====== Data to examine ======
//! Admin API, driven in-process through the router service.

use axum::body::Body;
use axum::http::{header, Request, StatusCode};
use axum::Router;
use load_router::admin::handlers::{BackendStatus, SystemStatus};
use load_router::HttpServer;
use tower::ServiceExt;

mod common;

const KEY: &str = "test-admin-key";

fn admin_app() -> Router {
    let mut config = common::config_with(&[("a", common::dead_address())]);
    config.admin.api_key = KEY.to_string();
    HttpServer::new(config).admin_router()
}

fn request(method: &str, uri: &str, body: Option<&str>) -> Request<Body> {
    let builder = Request::builder()
        .method(method)
        .uri(uri)
        .header(header::AUTHORIZATION, format!("Bearer {KEY}"));
    match body {
        Some(json) => builder
            .header(header::CONTENT_TYPE, "application/json")
            .body(Body::from(json.to_string()))
            .unwrap(),
        None => builder.body(Body::empty()).unwrap(),
    }
}

async fn json<T: serde::de::DeserializeOwned>(response: axum::response::Response) -> T {
    let bytes = axum::body::to_bytes(response.into_body(), usize::MAX).await.unwrap();
    serde_json::from_slice(&bytes).unwrap()
}

#[tokio::test]
async fn test_requires_bearer_token() {
    let app = admin_app();

    let missing = Request::builder().uri("/admin/status").body(Body::empty()).unwrap();
    let res = app.clone().oneshot(missing).await.unwrap();
    assert_eq!(res.status(), StatusCode::UNAUTHORIZED);

    let wrong = Request::builder()
        .uri("/admin/status")
        .header(header::AUTHORIZATION, "Bearer nope")
        .body(Body::empty())
        .unwrap();
    let res = app.oneshot(wrong).await.unwrap();
    assert_eq!(res.status(), StatusCode::UNAUTHORIZED);
}

#[tokio::test]
async fn test_status_reports_pool_size() {
    let res = admin_app().oneshot(request("GET", "/admin/status", None)).await.unwrap();
    assert_eq!(res.status(), StatusCode::OK);

    let status: SystemStatus = json(res).await;
    assert_eq!(status.backends, 1);
    assert_eq!(status.selectable, 1);
}

#[tokio::test]
async fn test_add_list_and_remove_backends() {
    let app = admin_app();

    let res = app
        .clone()
        .oneshot(request("POST", "/admin/backends", Some(r#"{"id":"b","address":"127.0.0.1:9002"}"#)))
        .await
        .unwrap();
    assert_eq!(res.status(), StatusCode::CREATED);
    let created: BackendStatus = json(res).await;
    assert_eq!(created.id, "b");
    assert_eq!(created.state, "healthy");

    let res = app
        .clone()
        .oneshot(request("POST", "/admin/backends", Some(r#"{"id":"b","address":"127.0.0.1:9003"}"#)))
        .await
        .unwrap();
    assert_eq!(res.status(), StatusCode::CONFLICT);

    let res = app
        .clone()
        .oneshot(request("POST", "/admin/backends", Some(r#"{"id":"c","address":"ftp://nowhere"}"#)))
        .await
        .unwrap();
    assert_eq!(res.status(), StatusCode::BAD_REQUEST);

    let res = app.clone().oneshot(request("GET", "/admin/backends", None)).await.unwrap();
    let backends: Vec<BackendStatus> = json(res).await;
    let ids: Vec<_> = backends.iter().map(|b| b.id.as_str()).collect();
    assert_eq!(ids, vec!["a", "b"]);
    assert!(backends[1].address.ends_with(":9002/"));
    assert_eq!(backends[1].unavailable_for_ms, None);

    for _ in 0..2 {
        let res = app.clone().oneshot(request("DELETE", "/admin/backends/b", None)).await.unwrap();
        assert_eq!(res.status(), StatusCode::NO_CONTENT);
    }

    let res = app.oneshot(request("GET", "/admin/backends", None)).await.unwrap();
    let backends: Vec<BackendStatus> = json(res).await;
    assert_eq!(backends.len(), 1);
}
======
§ **Task to carry out**
Write the records out again, character for character.

§ **Your response**
//! Admin API, driven in-process through the router service.

use axum::body::Body;
use axum::http::{header, Request, StatusCode};
use axum::Router;
use load_router::admin::handlers::{BackendStatus, SystemStatus};
use load_router::HttpServer;
use tower::ServiceExt;

mod common;

const KEY: &str = "test-admin-key";

fn admin_app() -> Router {
    let mut config = common::config_with(&[("a", common::dead_address())]);
    config.admin.api_key = KEY.to_string();
    HttpServer::new(config).admin_router()
}

fn request(method: &str, uri: &str, body: Option<&str>) -> Request<Body> {
    let builder = Request::builder()
        .method(method)
        .uri(uri)
        .header(header::AUTHORIZATION, format!("Bearer {KEY}"));
    match body {
        Some(json) => builder
            .header(header::CONTENT_TYPE, "application/json")
            .body(Body::from(json.to_string()))
            .unwrap(),
        None => builder.body(Body::empty()).unwrap(),
    }
}

async fn json<T: serde::de::DeserializeOwned>(response: axum::response::Response) -> T {
    let bytes = axum::body::to_bytes(response.into_body(), usize::MAX).await.unwrap();
    serde_json::from_slice(&bytes).unwrap()
}

#[tokio::test]
async fn test_requires_bearer_token() {
    let app = admin_app();

    let missing = Request::builder().uri("/admin/status").body(Body::empty()).unwrap();
    let res = app.clone().oneshot(missing).await.unwrap();
    assert_eq!(res.status(), StatusCode::UNAUTHORIZED);

    let wrong = Request::builder()
        .uri("/admin/status")
        .header(header::AUTHORIZATION, "Bearer nope")
        .body(Body::empty())
        .unwrap();
    let res = app.oneshot(wrong).await.unwrap();
    assert_eq!(res.status(), StatusCode::UNAUTHORIZED);
}

#[tokio::test]
async fn test_status_reports_pool_size() {
    let res = admin_app().oneshot(request("GET", "/admin/status", None)).await.unwrap();
    assert_eq!(res.status(), StatusCode::OK);

    let status: SystemStatus = json(res).await;
    assert_eq!(status.backends, 1);
    assert_eq!(status.selectable, 1);
}

#[tokio::test]
async fn test_add_list_and_remove_backends() {
    let app = admin_app();

    let res = app
        .clone()
        .oneshot(request("POST", "/admin/backends", Some(r#"{"id":"b","address":"127.0.0.1:9002"}"#)))
        .await
        .unwrap();
    assert_eq!(res.status(), StatusCode::CREATED);
    let created: BackendStatus = json(res).await;
    assert_eq!(created.id, "b");
    assert_eq!(created.state, "healthy");

    let res = app
        .clone()
        .oneshot(request("POST", "/admin/backends", Some(r#"{"id":"b","address":"127.0.0.1:9003"}"#)))
        .await
        .unwrap();
    assert_eq!(res.status(), StatusCode::CONFLICT);

    let res = app
        .clone()
        .oneshot(request("POST", "/admin/backends", Some(r#"{"id":"c","address":"ftp://nowhere"}"#)))
        .await
        .unwrap();
    assert_eq!(res.status(), StatusCode::BAD_REQUEST);

    let res = app.clone().oneshot(request("GET", "/admin/backends", None)).await.unwrap();
    let backends: Vec<BackendStatus> = json(res).await;
    let ids: Vec<_> = backends.iter().map(|b| b.id.as_str()).collect();
    assert_eq!(ids, vec!["a", "b"]);
    assert!(backends[1].address.ends_with(":9002/"));
    assert_eq!(backends[1].unavailable_for_ms, None);

    for _ in 0..2 {
        let res = app.clone().oneshot(request("DELETE", "/admin/backends/b", None)).await.unwrap();
        assert_eq!(res.status(), StatusCode::NO_CONTENT);
    }

    let res = app.oneshot(request("GET", "/admin/backends", None)).await.unwrap();
    let backends: Vec<BackendStatus> = json(res).await;
    assert_eq!(backends.len(), 1);
}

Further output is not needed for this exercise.